Newsletter No. 27 – Social Law – November 2015

Collective agreements

Summary

COLLECTIVE AGREEMENTS
National collective agreement for architectural, urban planning and environmental consultancies
Decree of July 2, 2015

CASE LAW

CONTRACT AND PERFORMANCE OF THE EMPLOYMENT CONTRACT
Fixed-term contract
No
Contractual elements
Employee travel time
Determination of the law applicable to the contract
Language used in documents
Reclassification of the contract
Example of reclassification
No compensation
Undeclared work
Joint liability
Application of an unlawful daily work schedule
Disability
Employer's obligation
TERMINATION OF THE EMPLOYMENT CONTRACT
Negotiated termination
Error regarding the termination date and the amount of compensation
Dismissal
Delegation of the power to dismiss
Serious misconduct by the employee

Pregnancy; Scope of protection
; Redundancy;
Compensation arrangements
; COLLECTIVE RELATIONS;
Collective agreements;
Invalidity of fixed-day
; Remuneration for break time
; Right to strike;
Exercise of the right to strike
; Employee representation;
Appointment procedures
; Challenging appointment

Collective agreements

Order of 2 July 2015 extending an amendment to the national collective agreement for architecture, urban planning and environmental councils (no. 2666)

The provisions of Amendment No. 20 of 21 January 2015 relating to the value of the point, to the aforementioned national collective agreement, subject to the application of the provisions of Article L. 2241-9 of the Labour Code which provides that the annual negotiation on wages also aims to define and program the measures to eliminate pay gaps between women and men, are made mandatory for all employers and all employees within the scope of the national collective agreement for architectural, urban planning and environmental councils of 24 May 2007.

Case law

Fixed-term contract: no end date

Soc. June 24, 2015 (No. 14-12.610) FS-PB:

To dismiss the claim for compensation for wrongful termination of the fixed-term contract, the Court of Appeal held that the contract specified that it had been established for the partial and temporary replacement of an absent employee, by transferring the first employee to the position of the second, who was absent due to illness. According to the Court of Appeal, the event that triggered the termination of the fixed-term contract without a specific end date was the return of the transferred employee to their original position, and not the return of the sick employee to theirs.
Citing Article L.1242-7 of the French Labor Code, the Court of Cassation overturned the Court of Appeal's decision and reiterated that a fixed-term employment contract concluded to replace an absent employee, without a specific end date, terminates upon the return of the replaced employee. Consequently, the contract could only end upon the return of the employee whose absence had been the reason for using such a contract, regardless of the transfer of duties by the employer.

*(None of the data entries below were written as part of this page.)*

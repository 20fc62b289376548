//! Triangle-list tessellation of draw lists

use bytemuck::{Pod, Zeroable};
use glam::Vec2;

use crate::draw_list::{DrawList, Shape};
use crate::palette::Color;

/// Triangles per circle
pub const CIRCLE_SEGMENTS: usize = 16;

/// Pixel-space vertex (matches WGSL `VertexInput`)
#[repr(C)]
#[derive(Clone, Copy, Debug, PartialEq, Pod, Zeroable)]
pub struct Vertex {
    pub position: [f32; 2],
    pub color: [f32; 4],
}

impl Vertex {
    const ATTRIBUTES: [wgpu::VertexAttribute; 2] =
        wgpu::vertex_attr_array![0 => Float32x2, 1 => Float32x4];

    fn new(position: Vec2, color: Color) -> Self {
        Self {
            position: position.to_array(),
            color: color.to_array(),
        }
    }

    pub fn layout() -> wgpu::VertexBufferLayout<'static> {
        wgpu::VertexBufferLayout {
            array_stride: std::mem::size_of::<Vertex>() as wgpu::BufferAddress,
            step_mode: wgpu::VertexStepMode::Vertex,
            attributes: &Self::ATTRIBUTES,
        }
    }
}

fn push_circle(out: &mut Vec<Vertex>, center: Vec2, radius: f32, color: Color) {
    let step = std::f32::consts::TAU / CIRCLE_SEGMENTS as f32;
    for i in 0..CIRCLE_SEGMENTS {
        let a = center + Vec2::from_angle(step * i as f32) * radius;
        let b = center + Vec2::from_angle(step * (i + 1) as f32) * radius;
        out.extend([
            Vertex::new(center, color),
            Vertex::new(a, color),
            Vertex::new(b, color),
        ]);
    }
}

/// Quad of `width` pixels centred on the segment. Zero-length segments are dropped.
fn push_line(out: &mut Vec<Vertex>, from: Vec2, to: Vec2, width: f32, color: Color) {
    let Some(direction) = (to - from).try_normalize() else {
        return;
    };
    let offset = direction.perp() * (width * 0.5);

    let (a, b, c, d) = (from + offset, from - offset, to - offset, to + offset);
    out.extend([
        Vertex::new(a, color),
        Vertex::new(b, color),
        Vertex::new(c, color),
        Vertex::new(a, color),
        Vertex::new(c, color),
        Vertex::new(d, color),
    ]);
}

pub fn tessellate(list: &DrawList) -> Vec<Vertex> {
    let mut vertices = Vec::new();

    for shape in list.shapes() {
        match shape {
            Shape::Circle {
                center,
                radius,
                color,
            } => push_circle(&mut vertices, *center, *radius, *color),
            Shape::Line {
                from,
                to,
                width,
                color,
            } => push_line(&mut vertices, *from, *to, *width, *color),
            Shape::Polyline {
                points,
                width,
                color,
            } => {
                for pair in points.windows(2) {
                    push_line(&mut vertices, pair[0], pair[1], *width, *color);
                }
            }
        }
    }

    vertices
}

#[cfg(test)]
mod tests {
    use super::*;

    const WHITE: Color = Color::rgba(1.0, 1.0, 1.0, 1.0);

    #[test]
    fn test_vertex_counts() {
        let mut list = DrawList::new();
        list.push(Shape::Circle {
            center: Vec2::ZERO,
            radius: 5.0,
            color: WHITE,
        });
        list.push(Shape::Line {
            from: Vec2::ZERO,
            to: Vec2::X,
            width: 2.0,
            color: WHITE,
        });
        list.push(Shape::Polyline {
            points: vec![Vec2::ZERO, Vec2::X, Vec2::ONE],
            width: 2.0,
            color: WHITE,
        });

        assert_eq!(tessellate(&list).len(), CIRCLE_SEGMENTS * 3 + 6 + 12);
    }

    #[test]
    fn test_zero_length_line_dropped() {
        let mut list = DrawList::new();
        list.push(Shape::Line {
            from: Vec2::ONE,
            to: Vec2::ONE,
            width: 2.0,
            color: WHITE,
        });
        assert!(tessellate(&list).is_empty());
    }

    #[test]
    fn test_line_width() {
        let mut list = DrawList::new();
        list.push(Shape::Line {
            from: Vec2::ZERO,
            to: Vec2::new(10.0, 0.0),
            width: 4.0,
            color: WHITE,
        });
        let vertices = tessellate(&list);
        let ys: Vec<f32> = vertices.iter().map(|v| v.position[1]).collect();
        assert!(ys.iter().all(|y| (y.abs() - 2.0).abs() < 1e-6));
    }
}
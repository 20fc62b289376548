//! # Particle Simulation
//!
//! CPU simulation step for the 2D particle toy: link latching, pairwise force
//! summation, fixed-step integration, border reflection and trail capture.

pub mod params;
pub mod simulation;
pub mod spawn;

pub use params::*;
pub use simulation::*;
pub use spawn::*;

Commuting time for employees without a fixed workplace

CJEU September 10, 2015 (C-266/14) Federación de Servicios Privados del sindicato Comisiones obreras (CC.OO.) / Tyco Integrated Security SL and Tyco Integrated Fire & Security Corporation Servicios SA:

A company closed its regional offices and transferred all its employees to the central office in Madrid. The technicians, who install and maintain security systems in homes and industrial and commercial premises located within a geographical area encompassing one or more provinces, do not have a fixed workplace. Furthermore, each employee is provided with a company vehicle for daily travel between their homes and the various work sites, and for returning home at the end of the day. Since
the employer counts the travel time between home and clients not as working time but as rest time, the question arises as to whether this travel time at the beginning and end of the day should be considered working time within the meaning of Directive 2003/88/EC.
The Court of Justice declares that, where workers, such as those in the situation in question, do not have a fixed or usual place of work, the travel time that these workers spend on daily journeys between their home and the sites of the first and last client designated by their employer constitutes working time within the meaning of the directive.

Determining the law applicable to the contract

Soc. July 9, 2015 (No. 14-13.497) FS-PB:

An employee had been hired part-time as a program director by a foundation. Approximately three years later, she also entered into an employment contract with the foundation's owner to serve as a private secretary in charge of exhibitions. Both contracts stipulated that they were governed by Spanish law and Belgian law, respectively. Having been dismissed by both the foundation, due to the impossibility of maintaining her position in Paris, and the owner, the employee filed a claim with the labor court seeking payment of various sums related to the termination of the employment contracts, including overtime pay, compensation for undeclared work, and compensation for her pension loss, relying on the provisions of French law. To preclude the application of French law to the employee's claims against both the foundation and its owner, the Court of Appeal relied, in particular, on the contractual stipulations.
Pursuant to Articles 3 and 6 of the Rome Convention on the Law Applicable to Contractual Obligations, the Court of Cassation quashed the appeal judgment. In support of its decision, it noted, firstly, that the place of habitual performance of the work was in France and, secondly, that the Court of Appeal had failed to consider whether the provisions of Belgian and Spanish law chosen by the parties and relating to the employee's various claims were more protective than the mandatory provisions of French law, which would have been applicable in the absence of such choices.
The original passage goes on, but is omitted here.